Your goal: A verbatim reproduction of all the entries is needed.

Information:
use std::path::{Path, PathBuf};

use serde::{Deserialize, Serialize};

use super::error::CaptureError;

/// Container format the engine muxes the captured stream into.
#[derive(Debug, Clone, Copy, Default, PartialEq, Eq, Hash, Serialize, Deserialize)]
#[serde(rename_all = "lowercase")]
pub enum MuxFormat {
    /// MPEG transport stream, written as a single file.
    #[default]
    Ts,
    Mp4,
    Mkv,
}

impl MuxFormat {
    /// Muxer name in VLC stream-output syntax.
    pub fn sout_mux(&self) -> &'static str {
        match self {
            Self::Ts => "ts",
            Self::Mp4 => "mp4",
            Self::Mkv => "mkv",
        }
    }

    /// Muxer name as understood by ffmpeg's `-f`.
    pub fn ffmpeg_format(&self) -> &'static str {
        match self {
            Self::Ts => "mpegts",
            Self::Mp4 => "mp4",
            Self::Mkv => "matroska",
        }
    }

    pub fn extension(&self) -> &'static str {
        match self {
            Self::Ts => "ts",
            Self::Mp4 => "mp4",
            Self::Mkv => "mkv",
        }
    }
}

/// Configuration for a capture orchestrator.
#[derive(Debug, Clone, PartialEq, Eq, Serialize, Deserialize)]
#[serde(default)]
pub struct CaptureConfiguration {
    /// Output container (default: MPEG-TS).
    pub mux: MuxFormat,

    /// Audio language candidates, in priority order, forwarded to the engine.
    /// Usually the output of `AudioTrackSelector`. Empty = engine default track.
    pub audio_languages: Vec<String>,

    /// Create the destination's parent directory before starting (default: true).
    pub create_parent_dirs: bool,

    /// Engine-specific raw options appended to the media reference.
    pub extra_options: Vec<String>,
}

impl CaptureConfiguration {
    pub fn validate(&self) -> Result<(), CaptureError> {
        if self.audio_languages.iter().any(|code| code.trim().is_empty()) {
            return Err(CaptureError::Configuration(
                "audio language candidates must not be blank".into(),
            ));
        }
        if self.extra_options.iter().any(|opt| opt.trim().is_empty()) {
            return Err(CaptureError::Configuration(
                "extra engine options must not be blank".into(),
            ));
        }
        Ok(())
    }

    /// Build the media options for one capture into `destination`.
    pub fn media_options(&self, destination: &Path) -> MediaOptions {
        MediaOptions {
            destination: destination.to_path_buf(),
            mux: self.mux,
            audio_languages: self.audio_languages.clone(),
            extra_options: self.extra_options.clone(),
        }
    }
}

impl Default for CaptureConfiguration {
    fn default() -> Self {
        Self {
            mux: MuxFormat::Ts,
            audio_languages: Vec::new(),
            create_parent_dirs: true,
            extra_options: Vec::new(),
        }
    }
}

/// Options attached to an engine media reference: a record-to-file sink.
#[derive(Debug, Clone, PartialEq, Eq)]
pub struct MediaOptions {
    pub destination: PathBuf,
    pub mux: MuxFormat,
    pub audio_languages: Vec<String>,
    pub extra_options: Vec<String>,
}

impl MediaOptions {
    /// Record-to-file sink with the default transport stream muxer.
    pub fn record_to_file(destination: impl Into<PathBuf>) -> Self {
        Self {
            destination: destination.into(),
            mux: MuxFormat::Ts,
            audio_languages: Vec::new(),
            extra_options: Vec::new(),
        }
    }

    /// Stream-output option for VLC-style engines,
    /// e.g. `:sout=#std{access=file,mux=ts,dst="out.ts"}`.
    pub fn to_sout_option(&self) -> String {
        format!(
            ":sout=#std{{access=file,mux={},dst=\"{}\"}}",
            self.mux.sout_mux(),
            self.destination.display()
        )
    }
}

Result of this task:
use std::path::{Path, PathBuf};

use serde::{Deserialize, Serialize};

use super::error::CaptureError;

/// Container format the engine muxes the captured stream into.
#[derive(Debug, Clone, Copy, Default, PartialEq, Eq, Hash, Serialize, Deserialize)]
#[serde(rename_all = "lowercase")]
pub enum MuxFormat {
    /// MPEG transport stream, written as a single file.
    #[default]
    Ts,
    Mp4,
    Mkv,
}

impl MuxFormat {
    /// Muxer name in VLC stream-output syntax.
    pub fn sout_mux(&self) -> &'static str {
        match self {
            Self::Ts => "ts",
            Self::Mp4 => "mp4",
            Self::Mkv => "mkv",
        }
    }

    /// Muxer name as understood by ffmpeg's `-f`.
    pub fn ffmpeg_format(&self) -> &'static str {
        match self {
            Self::Ts => "mpegts",
            Self::Mp4 => "mp4",
            Self::Mkv => "matroska",
        }
    }

    pub fn extension(&self) -> &'static str {
        match self {
            Self::Ts => "ts",
            Self::Mp4 => "mp4",
            Self::Mkv => "mkv",
        }
    }
}

/// Configuration for a capture orchestrator.
#[derive(Debug, Clone, PartialEq, Eq, Serialize, Deserialize)]
#[serde(default)]
pub struct CaptureConfiguration {
    /// Output container (default: MPEG-TS).
    pub mux: MuxFormat,

    /// Audio language candidates, in priority order, forwarded to the engine.
    /// Usually the output of `AudioTrackSelector`. Empty = engine default track.
    pub audio_languages: Vec<String>,

    /// Create the destination's parent directory before starting (default: true).
    pub create_parent_dirs: bool,

    /// Engine-specific raw options appended to the media reference.
    pub extra_options: Vec<String>,
}

impl CaptureConfiguration {
    pub fn validate(&self) -> Result<(), CaptureError> {
        if self.audio_languages.iter().any(|code| code.trim().is_empty()) {
            return Err(CaptureError::Configuration(
                "audio language candidates must not be blank".into(),
            ));
        }
        if self.extra_options.iter().any(|opt| opt.trim().is_empty()) {
            return Err(CaptureError::Configuration(
                "extra engine options must not be blank".into(),
            ));
        }
        Ok(())
    }

    /// Build the media options for one capture into `destination`.
    pub fn media_options(&self, destination: &Path) -> MediaOptions {
        MediaOptions {
            destination: destination.to_path_buf(),
            mux: self.mux,
            audio_languages: self.audio_languages.clone(),
            extra_options: self.extra_options.clone(),
        }
    }
}

impl Default for CaptureConfiguration {
    fn default() -> Self {
        Self {
            mux: MuxFormat::Ts,
            audio_languages: Vec::new(),
            create_parent_dirs: true,
            extra_options: Vec::new(),
        }
    }
}

/// Options attached to an engine media reference: a record-to-file sink.
#[derive(Debug, Clone, PartialEq, Eq)]
pub struct MediaOptions {
    pub destination: PathBuf,
    pub mux: MuxFormat,
    pub audio_languages: Vec<String>,
    pub extra_options: Vec<String>,
}

impl MediaOptions {
    /// Record-to-file sink with the default transport stream muxer.
    pub fn record_to_file(destination: impl Into<PathBuf>) -> Self {
        Self {
            destination: destination.into(),
            mux: MuxFormat::Ts,
            audio_languages: Vec::new(),
            extra_options: Vec::new(),
        }
    }

    /// Stream-output option for VLC-style engines,
    /// e.g. `:sout=#std{access=file,mux=ts,dst="out.ts"}`.
    pub fn to_sout_option(&self) -> String {
        format!(
            ":sout=#std{{access=file,mux={},dst=\"{}\"}}",
            self.mux.sout_mux(),
            self.destination.display()
        )
    }
}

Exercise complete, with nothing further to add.